Tribune Staff Reporter.

jrussell@tribunemedia.net.

FORMER Prime Minister Dr Hubert Minnis said yesterday Prime Minister Philip “Brave” Davis’ reaction to recent death threats is “overkill”, noting it’s not uncommon for a Prime Minister to receive such threats.

He told reporters when he was in office he also was threatened on multiple occasions, as he suggested Davis’ response to the incident was an “overkill”.

“I’ve always carried on with my normal life but this Prime Minister is obviously threatened by the people. He brought out the entire police force almost. I mean, what is there to fear? What is there to fear? I do not condone violence; I do not support violence. I feel that prime ministers should be protected, all right. But I thought it was an overkill,” Dr Minnis said.

Dr Minnis argued that every former Prime Minister at some point has been threatened. However, he said he has never seen others take on intense security measures such as Mr Davis.

“When I was in the chair, I was threatened on multiple occasions. And, of course, I didn’t report it to my aides until (the) last minute, after several expressions of wanting to kill me. And they said I needed to take it more serious. And then they subsequently reported to (the) Commissioner of Police.”

He added: “But I’m sure every Prime Minister would have been threatened at some point in time. I’ve never seen any taken security to this extent. Certainly I have not when I’ve been threatened.”

Dr Minnis said if a Prime Minister no longer feels safe then that means it is time to go.

“I am of the view that when a Prime Minister feels that he can no longer, he no longer feels safe among his own people. That’s time to go.”

Meanwhile, when contacted for comment yesterday, Bahamas Christian Council president Bishop Delton Fernander called the death threats against Mr Davis “unacceptable.”

Bishop Fernander said: “We can disagree, have different opinions and beliefs and party. But we cannot get to the point that we are disagreeable or want to do harm to someone else because they don’t accept our position or might not do things that we want.”

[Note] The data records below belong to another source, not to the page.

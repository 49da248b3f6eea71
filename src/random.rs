use crate::{shuffled_tiles, Hand, Player, HAND_LEN, MAX_PLAYERS, MIN_PLAYERS};
use rand::seq::SliceRandom;
use rand::Rng;
use tap::Tap;

/// A [hand](Hand) of [HAND_LEN] distinct [tiles](crate::Tile) drawn from a shuffled set.
pub fn random_hand<R: Rng + ?Sized>(rng: &mut R) -> Hand {
    shuffled_tiles(rng).into_iter().take(HAND_LEN).collect()
}

/// Between [MIN_PLAYERS] and [MAX_PLAYERS] distinct names in a random order.
pub fn random_player_names<R: Rng + ?Sized>(rng: &mut R) -> Vec<String> {
    let players_len = rng.gen_range(MIN_PLAYERS..=MAX_PLAYERS);

    (0..players_len)
        .map(|index| format!("player {index}"))
        .collect::<Vec<_>>()
        .tap_mut(|names| names.shuffle(rng))
}

/// Between [MIN_PLAYERS] and [MAX_PLAYERS] [players](Player) with empty hands and no victories.
pub fn random_players<R: Rng + ?Sized>(rng: &mut R) -> Vec<Player> {
    random_player_names(rng)
        .into_iter()
        .map(Player::new)
        .collect()
}

/// A number of players outside `MIN_PLAYERS..=MAX_PLAYERS`.
pub fn random_invalid_players_len<R: Rng + ?Sized>(rng: &mut R) -> usize {
    if rng.gen() {
        rng.gen_range(0..MIN_PLAYERS)
    } else {
        rng.gen_range(MAX_PLAYERS + 1..=MAX_PLAYERS + 10)
    }
}

#[cfg(test)]
mod tests {
    use super::*;
    use itertools::Itertools;

    #[test]
    fn random_hand_distinct() {
        let hand = random_hand(&mut rand::thread_rng());

        assert_eq!(HAND_LEN, hand.len());
        assert_eq!(0, hand.iter().duplicates().count());
    }

    #[test]
    fn random_player_names_len() {
        let mut rng = rand::thread_rng();

        for _ in 0..20 {
            let names = random_player_names(&mut rng);

            assert!((MIN_PLAYERS..=MAX_PLAYERS).contains(&names.len()));
            assert_eq!(0, names.iter().duplicates().count());
        }
    }

    #[test]
    fn random_players_empty() {
        let players = random_players(&mut rand::thread_rng());

        assert!((MIN_PLAYERS..=MAX_PLAYERS).contains(&players.len()));
        for player in &players {
            assert!(player.hand().is_empty());
            assert_eq!(0, player.victories());
        }
    }

    #[test]
    fn random_invalid_players_len_out_of_range() {
        let mut rng = rand::thread_rng();

        for _ in 0..20 {
            let players_len = random_invalid_players_len(&mut rng);

            assert!(!(MIN_PLAYERS..=MAX_PLAYERS).contains(&players_len));
        }
    }
}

Bishop Fernander stressed there’s a better way of doing things rather than threatening someone, adding death threats against Mr Davis should not be tolerated.

The incident has since raised several questions as from where the threatening calls came.

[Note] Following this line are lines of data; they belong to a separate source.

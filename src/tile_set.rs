use crate::{Tile, MAX_PIP, TILES_LEN};
use itertools::Itertools;
use rand::rngs::StdRng;
use rand::seq::SliceRandom;
use rand::{Rng, SeedableRng};
use tap::Tap;

/// Every [`Tile`] of a double-six set, exactly once.
pub type TileSet = [Tile; TILES_LEN];

/// # Returns
///
/// An array of all [`Tile`] variants in low then high pip order:
/// `[0|0]`, `[0|1]`, ..., `[0|6]`, `[1|1]`, ..., `[6|6]`.
#[inline]
pub fn tiles() -> TileSet {
    let mut tiles = [Tile::new(0, 0); TILES_LEN];
    let pairs = (0..=MAX_PIP).flat_map(|low| (low..=MAX_PIP).map(move |high| Tile::new(low, high)));
    for (slot, tile) in tiles.iter_mut().zip_eq(pairs) {
        *slot = tile;
    }

    tiles
}

/// Shuffles `tiles` in place into a uniformly random permutation, consuming entropy only
/// from `rng`.
#[inline]
pub fn shuffle<R: Rng + ?Sized>(tiles: &mut [Tile], rng: &mut R) {
    tiles.shuffle(rng);
}

/// # Returns
///
/// A uniformly random permutation of [every tile](tiles).
pub fn shuffled_tiles<R: Rng + ?Sized>(rng: &mut R) -> TileSet {
    tiles().tap_mut(|tiles| shuffle(tiles, rng))
}

/// Shuffles [every tile](tiles) with a generator seeded by `seed`, or by the operating system
/// when `seed` is [None]. The same seed always produces the same permutation.
///
/// # Returns
///
/// A uniformly random permutation of [every tile](tiles).
///
/// # See Also
///
/// * [shuffled_tiles]
pub fn generate_shuffled_tile_set(seed: Option<u64>) -> TileSet {
    let mut rng = match seed {
        Some(seed) => StdRng::seed_from_u64(seed),
        None => StdRng::from_entropy(),
    };
    shuffled_tiles(&mut rng)
}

Additionally, during an emergency press conference at the Office of the Prime Minister on Friday, Police Commissioner Clayton Fernander said officers could not rule out the possibility that last week’s demonstration led by Coalition of Independents leader Lincoln Bain outside Parliament could be connected to Friday’s incident.

A group of Bahamians, led by Mr Bain, protested outside Parliament on February 1 about the immigration “crisis” in the country.

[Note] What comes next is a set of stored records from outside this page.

//! TOML configuration for analysis runs.
//!
//! Every section carries compiled-in defaults so partial files work. The
//! library never reads the environment; only [`AnalysisConfig::resolve`],
//! used by the binary, looks at `PROCMINE_CONFIG`.

use std::path::{Path, PathBuf};

use anyhow::{Context, Result};
use serde::{Deserialize, Serialize};
use tracing::{debug, info, warn};

use crate::scope::ScopeFilter;

/// Environment variable naming a config file.
pub const CONFIG_ENV: &str = "PROCMINE_CONFIG";

// ---------------------------------------------------------------------------
// Top-level config
// ---------------------------------------------------------------------------

#[derive(Debug, Clone, Default, Serialize, Deserialize)]
pub struct AnalysisConfig {
    #[serde(default)]
    pub scope: ScopeFilter,
    #[serde(default)]
    pub anomaly: AnomalyConfig,
    #[serde(default)]
    pub utilization: UtilizationConfig,
    #[serde(default)]
    pub bottleneck: BottleneckConfig,
    #[serde(default)]
    pub failures: FailureConfig,
    #[serde(default)]
    pub logging: LoggingConfig,
    #[serde(default)]
    pub storage: StorageConfig,
}

impl AnalysisConfig {
    /// Load configuration from a TOML file at `path`.
    pub fn load(path: &Path) -> Result<Self> {
        let content = std::fs::read_to_string(path)
            .with_context(|| format!("failed to read config file: {}", path.display()))?;
        let config: Self = toml::from_str(&content)
            .with_context(|| format!("failed to parse config file: {}", path.display()))?;
        info!(path = %path.display(), "loaded analysis configuration");
        Ok(config)
    }

    /// Resolve configuration for the binary, in order:
    /// 1. An explicit path (errors are fatal).
    /// 2. The path in `PROCMINE_CONFIG`.
    /// 3. `./procmine.toml`.
    /// 4. Compiled-in defaults.
    pub fn resolve(explicit: Option<&Path>) -> Result<Self> {
        if let Some(path) = explicit {
            return Self::load(path);
        }

        if let Ok(env_path) = std::env::var(CONFIG_ENV) {
            let path = Path::new(&env_path);
            match Self::load(path) {
                Ok(cfg) => return Ok(cfg),
                Err(e) => {
                    warn!(
                        path = %path.display(),
                        error = %e,
                        "PROCMINE_CONFIG set but file could not be loaded, trying fallback"
                    );
                }
            }
        }

        let local = Path::new("procmine.toml");
        if local.exists() {
            return Self::load(local);
        }

        debug!("no config file found, using compiled-in defaults");
        Ok(Self::default())
    }
}

// ---------------------------------------------------------------------------
// Sections
// ---------------------------------------------------------------------------

/// Per-activity IQR outlier test.
#[derive(Debug, Clone, Serialize, Deserialize)]
#[serde(default)]
pub struct AnomalyConfig {
    pub min_comparison_samples: usize,
    pub iqr_multiplier: f64,
}

impl Default for AnomalyConfig {
    fn default() -> Self {
        Self {
            min_comparison_samples: 5,
            iqr_multiplier: 1.5,
        }
    }
}

/// Recent-window versus baseline equipment check.
#[derive(Debug, Clone, Serialize, Deserialize)]
#[serde(default)]
pub struct UtilizationConfig {
    pub min_recent_samples: usize,
    pub min_baseline_samples: usize,
    pub deviation_threshold: f64,
    pub recent_window_hours: i64,
}

impl Default for UtilizationConfig {
    fn default() -> Self {
        Self {
            min_recent_samples: 5,
            min_baseline_samples: 20,
            deviation_threshold: 0.2,
            recent_window_hours: 24,
        }
    }
}

/// Wait-time and processing-time severity tiers, in seconds.
#[derive(Debug, Clone, Serialize, Deserialize)]
#[serde(default)]
pub struct BottleneckConfig {
    pub wait_threshold_seconds: f64,
    pub high_severity_threshold_seconds: f64,
    pub medium_severity_threshold_seconds: f64,
    pub processing_high_threshold_seconds: f64,
    pub processing_medium_threshold_seconds: f64,
}

impl Default for BottleneckConfig {
    fn default() -> Self {
        Self {
            wait_threshold_seconds: 60.0,
            high_severity_threshold_seconds: 300.0,
            medium_severity_threshold_seconds: 120.0,
            processing_high_threshold_seconds: 300.0,
            processing_medium_threshold_seconds: 120.0,
        }
    }
}

#[derive(Debug, Clone, Serialize, Deserialize)]
#[serde(default)]
pub struct FailureConfig {
    pub max_examples_per_pattern: usize,
    /// Length of the text prefix naming an unclassified failure bucket.
    pub unclassified_prefix_chars: usize,
}

impl Default for FailureConfig {
    fn default() -> Self {
        Self {
            max_examples_per_pattern: 3,
            unclassified_prefix_chars: 50,
        }
    }
}

#[derive(Debug, Clone, Serialize, Deserialize)]
#[serde(default)]
pub struct LoggingConfig {
    /// Filter directive used when `RUST_LOG` is unset.
    pub level: String,
    /// Emit JSON log lines.
    pub json: bool,
}

impl Default for LoggingConfig {
    fn default() -> Self {
        Self {
            level: "info".to_string(),
            json: false,
        }
    }
}

#[derive(Debug, Clone, Serialize, Deserialize)]
#[serde(default)]
pub struct StorageConfig {
    pub db_path: PathBuf,
}

impl Default for StorageConfig {
    fn default() -> Self {
        Self {
            db_path: PathBuf::from("data/procmine.db"),
        }
    }
}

A video of the protest circulated on social media.

In the video, a man in the crowd is heard threatening to kill Mr Davis.

However, Mr Bain told The Tribune on Sunday he finds it “ridiculous” that people would seek to blame last week’s protest as the catalyst for threats being made to the nation’s leader, insisting the party would never incite people to do such a thing.

“I find it ridiculous that they connect a protest to something that happened days later, and we don’t understand why they would even try to connect them.”

“The commissioner said that he cannot rule it out and that it could be a COI member, but he can’t rule it out that it would be a PLP member or FNM member or a member of any other organisation,” he said.